#### Exercise description
Give again, word for word, every line in the entries below from the line with "pub struct UazapiSender" up to and including the line with "of an error payload.", and no other line.

[Data extracted from a collection]
########
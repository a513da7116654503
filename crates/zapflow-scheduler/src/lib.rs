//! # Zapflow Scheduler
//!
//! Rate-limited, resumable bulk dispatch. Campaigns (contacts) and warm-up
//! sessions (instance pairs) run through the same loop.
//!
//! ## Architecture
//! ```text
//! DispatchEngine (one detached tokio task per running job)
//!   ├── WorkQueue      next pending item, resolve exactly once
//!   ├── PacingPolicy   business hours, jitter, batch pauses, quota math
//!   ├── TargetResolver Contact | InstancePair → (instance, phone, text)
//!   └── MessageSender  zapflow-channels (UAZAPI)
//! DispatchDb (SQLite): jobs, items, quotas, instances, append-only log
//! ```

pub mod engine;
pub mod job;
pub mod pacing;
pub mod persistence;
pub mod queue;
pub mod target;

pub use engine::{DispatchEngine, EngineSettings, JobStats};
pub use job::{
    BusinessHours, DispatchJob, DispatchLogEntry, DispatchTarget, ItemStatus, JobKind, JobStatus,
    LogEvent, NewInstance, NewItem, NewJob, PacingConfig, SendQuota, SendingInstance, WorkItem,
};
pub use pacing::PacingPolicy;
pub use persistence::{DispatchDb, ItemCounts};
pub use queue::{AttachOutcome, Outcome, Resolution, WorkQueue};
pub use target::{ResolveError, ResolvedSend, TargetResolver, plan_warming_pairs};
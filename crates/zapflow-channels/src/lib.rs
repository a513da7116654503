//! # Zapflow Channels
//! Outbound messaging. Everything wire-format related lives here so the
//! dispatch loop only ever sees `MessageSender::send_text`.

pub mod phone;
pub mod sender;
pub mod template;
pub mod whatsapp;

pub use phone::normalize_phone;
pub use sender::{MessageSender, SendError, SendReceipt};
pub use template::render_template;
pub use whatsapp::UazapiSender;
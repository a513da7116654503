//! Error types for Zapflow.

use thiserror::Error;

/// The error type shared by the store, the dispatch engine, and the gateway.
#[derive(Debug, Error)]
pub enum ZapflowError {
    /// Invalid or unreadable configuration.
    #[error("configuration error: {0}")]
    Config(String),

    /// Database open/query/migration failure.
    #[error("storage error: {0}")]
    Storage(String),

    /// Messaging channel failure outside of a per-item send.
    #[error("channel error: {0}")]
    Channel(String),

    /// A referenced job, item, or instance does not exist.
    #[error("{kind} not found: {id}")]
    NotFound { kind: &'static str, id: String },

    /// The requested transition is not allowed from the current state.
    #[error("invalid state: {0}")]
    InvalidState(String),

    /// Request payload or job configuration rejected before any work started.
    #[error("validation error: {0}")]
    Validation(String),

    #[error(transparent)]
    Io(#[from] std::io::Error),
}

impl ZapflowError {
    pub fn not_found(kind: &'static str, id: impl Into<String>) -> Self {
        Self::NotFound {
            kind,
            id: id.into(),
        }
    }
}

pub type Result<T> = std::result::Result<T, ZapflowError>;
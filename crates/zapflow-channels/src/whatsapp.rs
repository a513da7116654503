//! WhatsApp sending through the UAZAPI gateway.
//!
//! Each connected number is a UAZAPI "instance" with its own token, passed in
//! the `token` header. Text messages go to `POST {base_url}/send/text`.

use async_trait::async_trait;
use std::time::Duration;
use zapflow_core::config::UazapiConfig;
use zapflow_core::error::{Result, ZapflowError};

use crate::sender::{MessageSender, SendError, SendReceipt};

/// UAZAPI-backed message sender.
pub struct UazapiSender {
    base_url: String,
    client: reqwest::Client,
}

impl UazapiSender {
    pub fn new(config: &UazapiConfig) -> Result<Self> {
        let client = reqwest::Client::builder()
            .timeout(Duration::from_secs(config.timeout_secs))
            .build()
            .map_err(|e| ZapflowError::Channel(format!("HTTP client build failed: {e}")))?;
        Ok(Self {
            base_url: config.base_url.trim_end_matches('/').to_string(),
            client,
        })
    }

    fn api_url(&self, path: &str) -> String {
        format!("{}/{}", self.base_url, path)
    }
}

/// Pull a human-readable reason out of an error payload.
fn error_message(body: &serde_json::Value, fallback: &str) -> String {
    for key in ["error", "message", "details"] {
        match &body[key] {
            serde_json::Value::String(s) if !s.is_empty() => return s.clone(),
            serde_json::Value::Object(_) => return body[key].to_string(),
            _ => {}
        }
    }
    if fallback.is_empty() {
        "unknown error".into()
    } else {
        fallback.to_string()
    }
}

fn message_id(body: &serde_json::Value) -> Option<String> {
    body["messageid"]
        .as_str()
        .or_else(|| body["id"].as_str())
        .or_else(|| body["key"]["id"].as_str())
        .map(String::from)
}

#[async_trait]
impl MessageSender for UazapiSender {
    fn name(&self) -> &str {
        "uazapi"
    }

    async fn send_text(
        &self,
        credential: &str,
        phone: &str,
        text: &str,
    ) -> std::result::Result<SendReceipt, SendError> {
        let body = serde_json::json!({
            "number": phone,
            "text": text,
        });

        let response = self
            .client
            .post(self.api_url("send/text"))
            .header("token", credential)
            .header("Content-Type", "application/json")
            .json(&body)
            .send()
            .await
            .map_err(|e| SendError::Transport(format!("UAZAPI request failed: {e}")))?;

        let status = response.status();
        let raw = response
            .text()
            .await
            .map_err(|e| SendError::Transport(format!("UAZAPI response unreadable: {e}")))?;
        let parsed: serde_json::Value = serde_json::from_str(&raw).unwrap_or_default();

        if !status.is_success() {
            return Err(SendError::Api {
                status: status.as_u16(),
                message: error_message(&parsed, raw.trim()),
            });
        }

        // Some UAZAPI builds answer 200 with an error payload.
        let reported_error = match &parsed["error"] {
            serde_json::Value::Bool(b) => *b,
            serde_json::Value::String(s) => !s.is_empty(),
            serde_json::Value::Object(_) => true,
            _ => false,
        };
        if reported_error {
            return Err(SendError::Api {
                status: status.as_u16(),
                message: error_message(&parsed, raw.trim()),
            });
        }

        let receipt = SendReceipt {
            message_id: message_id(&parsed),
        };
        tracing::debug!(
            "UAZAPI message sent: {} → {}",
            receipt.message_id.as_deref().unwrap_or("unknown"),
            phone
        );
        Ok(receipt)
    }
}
########
#### Completed exercise
pub struct UazapiSender {
    base_url: String,
    client: reqwest::Client,
}

impl UazapiSender {
    pub fn new(config: &UazapiConfig) -> Result<Self> {
        let client = reqwest::Client::builder()
            .timeout(Duration::from_secs(config.timeout_secs))
            .build()
            .map_err(|e| ZapflowError::Channel(format!("HTTP client build failed: {e}")))?;
        Ok(Self {
            base_url: config.base_url.trim_end_matches('/').to_string(),
            client,
        })
    }

    fn api_url(&self, path: &str) -> String {
        format!("{}/{}", self.base_url, path)
    }
}

/// Pull a human-readable reason out of an error payload.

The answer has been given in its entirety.